PROVIDED RECORDS START

//! Typed AST wrappers over CST nodes.
//!
//! Each struct wraps a `SyntaxNode` and provides typed accessors.
//! Cast is infallible for correct `SyntaxKind` - validation happens elsewhere.

use super::cst::{SyntaxKind, SyntaxNode, SyntaxToken};

macro_rules! ast_node {
    ($name:ident, $kind:ident) => {
        #[derive(Debug, Clone, PartialEq, Eq, Hash)]
        pub struct $name(SyntaxNode);

        impl $name {
            pub fn cast(node: SyntaxNode) -> Option<Self> {
                (node.kind() == SyntaxKind::$kind).then(|| Self(node))
            }

            pub fn as_cst(&self) -> &SyntaxNode {
                &self.0
            }
        }
    };
}

ast_node!(SourceFile, SourceFile);
ast_node!(VariableStatement, VariableStatement);
ast_node!(VariableDeclarator, VariableDeclarator);
ast_node!(BindingPattern, BindingPattern);
ast_node!(FunctionDeclaration, FunctionDeclaration);
ast_node!(ClassDeclaration, ClassDeclaration);
ast_node!(InterfaceDeclaration, InterfaceDeclaration);
ast_node!(TypeAliasDeclaration, TypeAliasDeclaration);
ast_node!(EnumDeclaration, EnumDeclaration);
ast_node!(EnumMember, EnumMember);
ast_node!(ModuleDeclaration, ModuleDeclaration);
ast_node!(ModuleBlock, ModuleBlock);
ast_node!(ImportDeclaration, ImportDeclaration);
ast_node!(ImportClause, ImportClause);
ast_node!(NamespaceImport, NamespaceImport);
ast_node!(ImportSpecifier, ImportSpecifier);
ast_node!(ImportEquals, ImportEquals);
ast_node!(ExportDeclaration, ExportDeclaration);
ast_node!(ExportAssignment, ExportAssignment);
ast_node!(NamespaceExport, NamespaceExport);
ast_node!(EmptyStatement, EmptyStatement);
ast_node!(Name, Name);
ast_node!(TypeParameterList, TypeParameterList);
ast_node!(TypeParameter, TypeParameter);
ast_node!(ParameterList, ParameterList);
ast_node!(Parameter, Parameter);

/// Top-level or block-level statement.
#[derive(Debug, Clone, PartialEq, Eq, Hash)]
pub enum Statement {
    Variable(VariableStatement),
    Function(FunctionDeclaration),
    Class(ClassDeclaration),
    Interface(InterfaceDeclaration),
    TypeAlias(TypeAliasDeclaration),
    Enum(EnumDeclaration),
    Module(ModuleDeclaration),
    Import(ImportDeclaration),
    ImportEquals(ImportEquals),
    Export(ExportDeclaration),
    ExportAssignment(ExportAssignment),
    NamespaceExport(NamespaceExport),
    Empty(EmptyStatement),
}

impl Statement {
    pub fn cast(node: SyntaxNode) -> Option<Self> {
        match node.kind() {
            SyntaxKind::VariableStatement => VariableStatement::cast(node).map(Self::Variable),
            SyntaxKind::FunctionDeclaration => FunctionDeclaration::cast(node).map(Self::Function),
            SyntaxKind::ClassDeclaration => ClassDeclaration::cast(node).map(Self::Class),
            SyntaxKind::InterfaceDeclaration => {
                InterfaceDeclaration::cast(node).map(Self::Interface)
            }
            SyntaxKind::TypeAliasDeclaration => {
                TypeAliasDeclaration::cast(node).map(Self::TypeAlias)
            }
            SyntaxKind::EnumDeclaration => EnumDeclaration::cast(node).map(Self::Enum),
            SyntaxKind::ModuleDeclaration => ModuleDeclaration::cast(node).map(Self::Module),
            SyntaxKind::ImportDeclaration => ImportDeclaration::cast(node).map(Self::Import),
            SyntaxKind::ImportEquals => ImportEquals::cast(node).map(Self::ImportEquals),
            SyntaxKind::ExportDeclaration => ExportDeclaration::cast(node).map(Self::Export),
            SyntaxKind::ExportAssignment => {
                ExportAssignment::cast(node).map(Self::ExportAssignment)
            }
            SyntaxKind::NamespaceExport => NamespaceExport::cast(node).map(Self::NamespaceExport),
            SyntaxKind::EmptyStatement => EmptyStatement::cast(node).map(Self::Empty),
            _ => None,
        }
    }

    pub fn as_cst(&self) -> &SyntaxNode {
        match self {
            Self::Variable(n) => n.as_cst(),
            Self::Function(n) => n.as_cst(),
            Self::Class(n) => n.as_cst(),
            Self::Interface(n) => n.as_cst(),
            Self::TypeAlias(n) => n.as_cst(),
            Self::Enum(n) => n.as_cst(),
            Self::Module(n) => n.as_cst(),
            Self::Import(n) => n.as_cst(),
            Self::ImportEquals(n) => n.as_cst(),
            Self::Export(n) => n.as_cst(),
            Self::ExportAssignment(n) => n.as_cst(),
            Self::NamespaceExport(n) => n.as_cst(),
            Self::Empty(n) => n.as_cst(),
        }
    }

    pub fn is_exported(&self) -> bool {
        has_token(self.as_cst(), SyntaxKind::KwExport)
    }

    pub fn is_declared(&self) -> bool {
        has_token(self.as_cst(), SyntaxKind::KwDeclare)
    }
}

fn has_token(node: &SyntaxNode, kind: SyntaxKind) -> bool {
    node.children_with_tokens()
        .filter_map(|it| it.into_token())
        .any(|t| t.kind() == kind)
}

impl SourceFile {
    pub fn statements(&self) -> impl Iterator<Item = Statement> + '_ {
        self.0.children().filter_map(Statement::cast)
    }
}

impl Name {
    pub fn token(&self) -> Option<SyntaxToken> {
        self.0
            .children_with_tokens()
            .filter_map(|it| it.into_token())
            .find(|t| !t.kind().is_trivia())
    }

    /// Identifier text, or the contents of a string-literal name.
    pub fn text(&self) -> String {
        let Some(token) = self.token() else {
            return String::new();
        };
        let text = token.text();
        if token.kind() == SyntaxKind::StringLiteral && text.len() >= 2 {
            return text[1..text.len() - 1].to_string();
        }
        text.to_string()
    }

    pub fn is_string(&self) -> bool {
        self.token()
            .is_some_and(|t| t.kind() == SyntaxKind::StringLiteral)
    }
}

impl VariableStatement {
    /// `KwVar`, `KwLet` or `KwConst`.
    pub fn keyword(&self) -> Option<SyntaxKind> {
        self.0
            .children_with_tokens()
            .filter_map(|it| it.into_token())
            .map(|t| t.kind())
            .find(|k| matches!(k, SyntaxKind::KwVar | SyntaxKind::KwLet | SyntaxKind::KwConst))
    }

    pub fn declarators(&self) -> impl Iterator<Item = VariableDeclarator> + '_ {
        self.0.children().filter_map(VariableDeclarator::cast)
    }
}

impl VariableDeclarator {
    pub fn name(&self) -> Option<Name> {
        self.0.children().find_map(Name::cast)
    }

    pub fn pattern(&self) -> Option<BindingPattern> {
        self.0.children().find_map(BindingPattern::cast)
    }

    /// Every identifier this declarator introduces.
    pub fn bound_names(&self) -> Vec<Name> {
        match self.pattern() {
            Some(pattern) => pattern.names().collect(),
            None => self.name().into_iter().collect(),
        }
    }
}

impl BindingPattern {
    pub fn names(&self) -> impl Iterator<Item = Name> + '_ {
        self.0.descendants().filter_map(Name::cast)
    }
}

impl FunctionDeclaration {
    pub fn name(&self) -> Option<Name> {
        self.0.children().find_map(Name::cast)
    }

    pub fn type_parameters(&self) -> Option<TypeParameterList> {
        self.0.children().find_map(TypeParameterList::cast)
    }

    pub fn parameters(&self) -> Option<ParameterList> {
        self.0.children().find_map(ParameterList::cast)
    }
}

impl ClassDeclaration {
    pub fn name(&self) -> Option<Name> {
        self.0.children().find_map(Name::cast)
    }

    pub fn type_parameters(&self) -> Option<TypeParameterList> {
        self.0.children().find_map(TypeParameterList::cast)
    }

    pub fn is_abstract(&self) -> bool {
        has_token(&self.0, SyntaxKind::KwAbstract)
    }
}

impl InterfaceDeclaration {
    pub fn name(&self) -> Option<Name> {
        self.0.children().find_map(Name::cast)
    }

    pub fn type_parameters(&self) -> Option<TypeParameterList> {
        self.0.children().find_map(TypeParameterList::cast)
    }
}

impl TypeAliasDeclaration {
    pub fn name(&self) -> Option<Name> {
        self.0.children().find_map(Name::cast)
    }

    pub fn type_parameters(&self) -> Option<TypeParameterList> {
        self.0.children().find_map(TypeParameterList::cast)
    }
}

impl EnumDeclaration {
    pub fn name(&self) -> Option<Name> {
        self.0.children().find_map(Name::cast)
    }

    pub fn is_const(&self) -> bool {
        has_token(&self.0, SyntaxKind::KwConst)
    }

    pub fn members(&self) -> impl Iterator<Item = EnumMember> + '_ {
        self.0
            .children()
            .filter(|n| n.kind() == SyntaxKind::EnumBody)
            .flat_map(|body| body.children().filter_map(EnumMember::cast))
    }
}

impl EnumMember {
    pub fn name(&self) -> Option<Name> {
        self.0.children().find_map(Name::cast)
    }
}

impl ModuleDeclaration {
    /// Name segments: `A.B.C` yields three, `"mod"` and `global` yield one or none.
    pub fn names(&self) -> impl Iterator<Item = Name> + '_ {
        self.0.children().filter_map(Name::cast)
    }

    pub fn is_global(&self) -> bool {
        has_token(&self.0, SyntaxKind::KwGlobal)
    }

    /// `declare module "name"`.
    pub fn is_ambient_module(&self) -> bool {
        self.names().next().is_some_and(|n| n.is_string())
    }

    pub fn body(&self) -> Option<ModuleBlock> {
        self.0.children().find_map(ModuleBlock::cast)
    }
}

impl ModuleBlock {
    pub fn statements(&self) -> impl Iterator<Item = Statement> + '_ {
        self.0.children().filter_map(Statement::cast)
    }
}

impl ImportDeclaration {
    pub fn clause(&self) -> Option<ImportClause> {
        self.0.children().find_map(ImportClause::cast)
    }

    pub fn module_specifier(&self) -> Option<SyntaxToken> {
        self.0
            .children_with_tokens()
            .filter_map(|it| it.into_token())
            .find(|t| t.kind() == SyntaxKind::StringLiteral)
    }
}

impl ImportClause {
    /// `import type ..`
    pub fn is_type_only(&self) -> bool {
        has_token(&self.0, SyntaxKind::KwType)
    }

    pub fn default_binding(&self) -> Option<Name> {
        self.0.children().find_map(Name::cast)
    }

    pub fn namespace_import(&self) -> Option<NamespaceImport> {
        self.0.children().find_map(NamespaceImport::cast)
    }

    pub fn specifiers(&self) -> impl Iterator<Item = ImportSpecifier> + '_ {
        self.0
            .children()
            .filter(|n| n.kind() == SyntaxKind::NamedImports)
            .flat_map(|list| list.children().filter_map(ImportSpecifier::cast))
    }
}

impl NamespaceImport {
    pub fn name(&self) -> Option<Name> {
        self.0.children().find_map(Name::cast)
    }
}

impl ImportSpecifier {
    pub fn is_type_only(&self) -> bool {
        has_token(&self.0, SyntaxKind::KwType)
    }

    /// Local binding: the name after `as`, if present.
    pub fn name(&self) -> Option<Name> {
        self.0.children().find_map(Name::cast)
    }
}

impl ImportEquals {
    pub fn is_type_only(&self) -> bool {
        has_token(&self.0, SyntaxKind::KwType)
    }

    pub fn name(&self) -> Option<Name> {
        self.0.children().find_map(Name::cast)
    }
}

impl NamespaceExport {
    pub fn name(&self) -> Option<Name> {
        self.0.children().find_map(Name::cast)
    }
}

impl TypeParameterList {
    pub fn params(&self) -> impl Iterator<Item = TypeParameter> + '_ {
        self.0.children().filter_map(TypeParameter::cast)
    }
}

impl TypeParameter {
    pub fn name(&self) -> Option<Name> {
        self.0.children().find_map(Name::cast)
    }
}

impl ParameterList {
    pub fn params(&self) -> impl Iterator<Item = Parameter> + '_ {
        self.0.children().filter_map(Parameter::cast)
    }
}

impl Parameter {
    pub fn bound_names(&self) -> Vec<Name> {
        if let Some(pattern) = self.0.children().find_map(BindingPattern::cast) {
            return pattern.names().collect();
        }
        self.0.children().find_map(Name::cast).into_iter().collect()
    }
}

PROVIDED RECORDS END

Which lines of the data include the string "BindingPattern"? Copy each of them.

SOLUTION TO THIS EXERCISE>
ast_node!(BindingPattern, BindingPattern);
    pub fn pattern(&self) -> Option<BindingPattern> {
        self.0.children().find_map(BindingPattern::cast)
impl BindingPattern {
        if let Some(pattern) = self.0.children().find_map(BindingPattern::cast) {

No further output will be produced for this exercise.